What Is the One-and-a-Half Syndrome?
In the one-and-a-half syndrome, there is a conjugate gaze palsy to one side (“one”) and impaired adduction on looking to the other side (“and-a-half”) (Bronstein, 1990; Celebisoy, 1996; Wall, 1983). As a result, the only horizontal movement remaining is abduction of one eye, which may exhibit nystagmus in abduction. The responsible lesion involves the PPRF or abducens nucleus and the adjacent MLF on the side of the complete gaze palsy. Patients with the one-and-a-half syndrome often have exotropia of the eye opposite the side of the lesion (paralytic pontine exotropia). Rarely, a primary position esotropia occurs, most likely due to involvement of the abducens nerve fascicle superimposed upon lesions of the PPRF and MLF (Wall, 1983).
The one-and-a-half syndrome may be associated with ocular bobbing and, more often, facial nerve palsy (the “eight-and-a-half syndrome”) (Eggenberger, 1998). Patients with the one-and-a-half syndrome and facial nerve palsies may develop oculopalatal myoclonus months to years after the onset of the ocular motility problem (Wolin, 1996). The one-and-a-half syndrome may also be associated with supranuclear facial weakness on the same side as the gaze palsy and an INO. The lesion is in the paramedian aspect of the dorsal pontine tegmentum, providing evidence for the existence of corticofugal fibers that extend to the facial nucleus in the dorsal paramedian pontine tegmentum (Anderson, 1999).
Another type of one-and-a-half syndrome may result from two separate lesions involving both MLFs and the fascicles of the abducens nerve on the side of the unilateral horizontal “gaze” palsy. In this case, however, if the “gaze” palsy is incomplete, the eyes would move disconjugately in the direction of the gaze palsy (Pierrot-Deseilligny, 1981). A true gaze palsy due to unilateral PPRF damage causes concomitant paresis of both eyes. Another form of one-and-a-half syndrome consists of a horizontal conjugate gaze palsy to one side (e.g., to the left). This is associated with abduction paralysis of the eye on the side opposite to the gaze palsy (e.g., the right eye) and adduction nystagmus in the eye on the side of the gaze palsy (e.g., in left eye) (Çelebisoy, 1996). This form of the one-and-a-half syndrome may be seen with rostral brainstem infarction. A fourth type of (pseudo) one-and-a-half syndrome has been described in a patient with mucormycosis of the cavernous sinus (Carter, 1994). The patient had an ipsilateral sixth nerve palsy due to cavernous sinus involvement and a contralateral horizontal gaze palsy due to simultaneous carotid artery occlusion with infarction of the frontal lobe. Contrary to the pontine one-and-a-half syndrome, in which abduction in one eye is the preserved horizontal movement, this patient had only preserved adduction in one eye (contralateral to the sixth nerve palsy). Myasthenia gravis or the Miller Fisher syndrome may produce findings that mimic a one-and-a-half syndrome (“pseudo-one-and-a-half syndrome”).

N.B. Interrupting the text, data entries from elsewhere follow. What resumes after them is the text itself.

use std::sync::Arc;

use futures::StreamExt;
use itertools::Itertools;
use tracing::{debug, warn};

use crate::ForgeError;
use crate::database::lancedb::vector_store::VectorStore;
use crate::database::sqlite::Database;
use crate::database::sqlite::models::RowSet;
use crate::embeddings::openai::EmbeddingProvider;
use crate::llm::{ChatClient, ChatMessage, TokenStream};

/// How many chunks the vector path feeds into the answer prompt.
const TOP_K: usize = 4;

/// At most this many rows per table are shown to the analysis model.
const ROW_EXCERPT_CAP: usize = 50;

/// Answers visitor questions by combining two retrieval paths over the
/// tenant's data: semantic search over indexed chunks, and a model pass over
/// an excerpt of any uploaded tables.
///
/// The two paths run concurrently and degrade independently. A failure in
/// either one narrows the context instead of failing the chat.
pub struct HybridQueryEngine {
    database: Database,
    vectors: Arc<VectorStore>,
    embedder: Arc<dyn EmbeddingProvider>,
    chat: ChatClient,
}

impl HybridQueryEngine {
    #[inline]
    pub fn new(
        database: Database,
        vectors: Arc<VectorStore>,
        embedder: Arc<dyn EmbeddingProvider>,
        chat: ChatClient,
    ) -> Self {
        Self {
            database,
            vectors,
            embedder,
            chat,
        }
    }

    /// Answer the conversation's latest user question with a streamed
    /// response.
    ///
    /// When a session id is given, the question and the fully accumulated
    /// answer are logged after the fact; logging never delays or fails the
    /// stream.
    #[inline]
    pub async fn respond(
        &self,
        tenant_id: &str,
        messages: Vec<ChatMessage>,
        session_id: Option<String>,
    ) -> crate::Result<TokenStream> {
        let question = latest_user_question(&messages)
            .ok_or_else(|| {
                ForgeError::Validation("Conversation contains no user message".to_string())
            })?
            .to_string();

        let (context, insight) = tokio::join!(
            self.vector_context(tenant_id, &question),
            self.structured_insight(tenant_id, &question),
        );

        let mut prompt = vec![ChatMessage::system(system_prompt(&context, insight.as_deref()))];
        prompt.extend(messages);

        let upstream = self
            .chat
            .stream(&prompt)
            .await
            .map_err(|e| ForgeError::Llm(format!("{e:#}")))?;

        match session_id {
            Some(session_id) => {
                Ok(self.logged_stream(tenant_id, session_id, question, upstream))
            }
            None => Ok(upstream),
        }
    }

    /// Semantic path: embed the question and pull the nearest chunks for
    /// this tenant. Any failure degrades to an empty context.
    async fn vector_context(&self, tenant_id: &str, question: &str) -> String {
        let result = async {
            let query_vector = self.embedder.embed(question).await?;
            let matches = self.vectors.search(tenant_id, &query_vector, TOP_K).await?;
            debug!(
                "Vector path found {} chunks for tenant {}",
                matches.len(),
                tenant_id
            );
            Ok::<_, anyhow::Error>(
                matches
                    .into_iter()
                    .map(|m| m.metadata.content)
                    .join("\n\n---\n\n"),
            )
        }
        .await;

        match result {
            Ok(context) => context,
            Err(error) => {
                warn!("Vector retrieval failed, answering without it: {error:#}");
                String::new()
            }
        }
    }

    /// Structured path: show the model an excerpt of the tenant's uploaded
    /// tables and ask it to answer from the data. Absent tables or any
    /// failure degrade to no insight.
    async fn structured_insight(&self, tenant_id: &str, question: &str) -> Option<String> {
        let row_sets = match self.database.list_row_sets(tenant_id).await {
            Ok(row_sets) => row_sets,
            Err(error) => {
                warn!("Could not load row sets, skipping structured path: {error:#}");
                return None;
            }
        };
        if row_sets.is_empty() {
            return None;
        }

        let excerpt = build_excerpt(&row_sets);
        let prompt = vec![
            ChatMessage::system(
                "You are a data analyst. Answer the question using only the data provided. \
                 If the data cannot answer it, say so briefly.",
            ),
            ChatMessage::user(format!("{excerpt}\n\nQuestion: {question}")),
        ];

        match self.chat.complete(&prompt).await {
            Ok(answer) if !answer.trim().is_empty() => Some(answer),
            Ok(_) => None,
            Err(error) => {
                warn!("Structured analysis failed, answering without it: {error:#}");
                None
            }
        }
    }

    /// Wrap the answer stream so that, once it finishes, the question and
    /// accumulated answer land in the chat log. The caller's stream is fed
    /// from a channel, so logging happens off the response path.
    fn logged_stream(
        &self,
        tenant_id: &str,
        session_id: String,
        question: String,
        mut upstream: TokenStream,
    ) -> TokenStream {
        let (tx, rx) = futures::channel::mpsc::unbounded();
        let database = self.database.clone();
        let tenant_id = tenant_id.to_string();

        tokio::spawn(async move {
            if let Err(error) = database
                .log_chat_message(&tenant_id, &session_id, "user", &question)
                .await
            {
                warn!("Failed to log user message: {error:#}");
            }

            let mut answer = String::new();
            while let Some(item) = upstream.next().await {
                if let Ok(token) = &item {
                    answer.push_str(token);
                }
                if tx.unbounded_send(item).is_err() {
                    // Receiver went away; keep draining so the answer still
                    // gets logged in full.
                    continue;
                }
            }

            if let Err(error) = database
                .log_chat_message(&tenant_id, &session_id, "assistant", &answer)
                .await
            {
                warn!("Failed to log assistant message: {error:#}");
            }
        });

        Box::pin(rx)
    }
}

/// The latest user turn is the question being answered.
fn latest_user_question(messages: &[ChatMessage]) -> Option<&str> {
    messages
        .iter()
        .rev()
        .find(|m| m.role == "user")
        .map(|m| m.content.as_str())
}

fn system_prompt(context: &str, insight: Option<&str>) -> String {
    let mut prompt = String::from(
        "You are a helpful assistant for this business. Answer using the provided \
         knowledge. If the knowledge does not cover the question, say you don't know \
         rather than guessing.",
    );

    if !context.trim().is_empty() {
        prompt.push_str("\n\nRelevant knowledge:\n");
        prompt.push_str(context);
    }
    if let Some(insight) = insight {
        prompt.push_str("\n\nInsight from the business's data tables:\n");
        prompt.push_str(insight);
    }

    prompt
}

/// Render row sets as a compact excerpt for the analysis prompt. Rows beyond
/// [`ROW_EXCERPT_CAP`] per table are summarized by a count, not included.
fn build_excerpt(row_sets: &[RowSet]) -> String {
    row_sets
        .iter()
        .map(|row_set| {
            let headers = row_set.headers().join(", ");
            let rows = row_set.rows();
            let shown = rows.len().min(ROW_EXCERPT_CAP);

            let mut section = format!(
                "Table {} (columns: {}; {} rows",
                row_set.table_name, headers, row_set.row_count
            );
            if rows.len() > shown {
                section.push_str(&format!(", showing first {shown}"));
            }
            section.push_str("):\n");

            for row in rows.iter().take(shown) {
                section.push_str(
                    &serde_json::to_string(row).unwrap_or_else(|_| "{}".to_string()),
                );
                section.push('\n');
            }
            section
        })
        .join("\n")
}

What Etiologies Should Be Considered as a Cause of the One-and-a-Half Syndrome and What Evaluation Is Indicated?
Etiologies of the one-and-a-half syndrome are listed in Table 14–5. Brainstem infarction is the most common cause of the one-and-a-half syndrome in the elderly, whereas multiple sclerosis is the most common cause of the one-and-a-half syndrome in young adults. In fact, the one-and-a-half syndrome may be the presenting sign of multiple sclerosis (Martyn, 1988).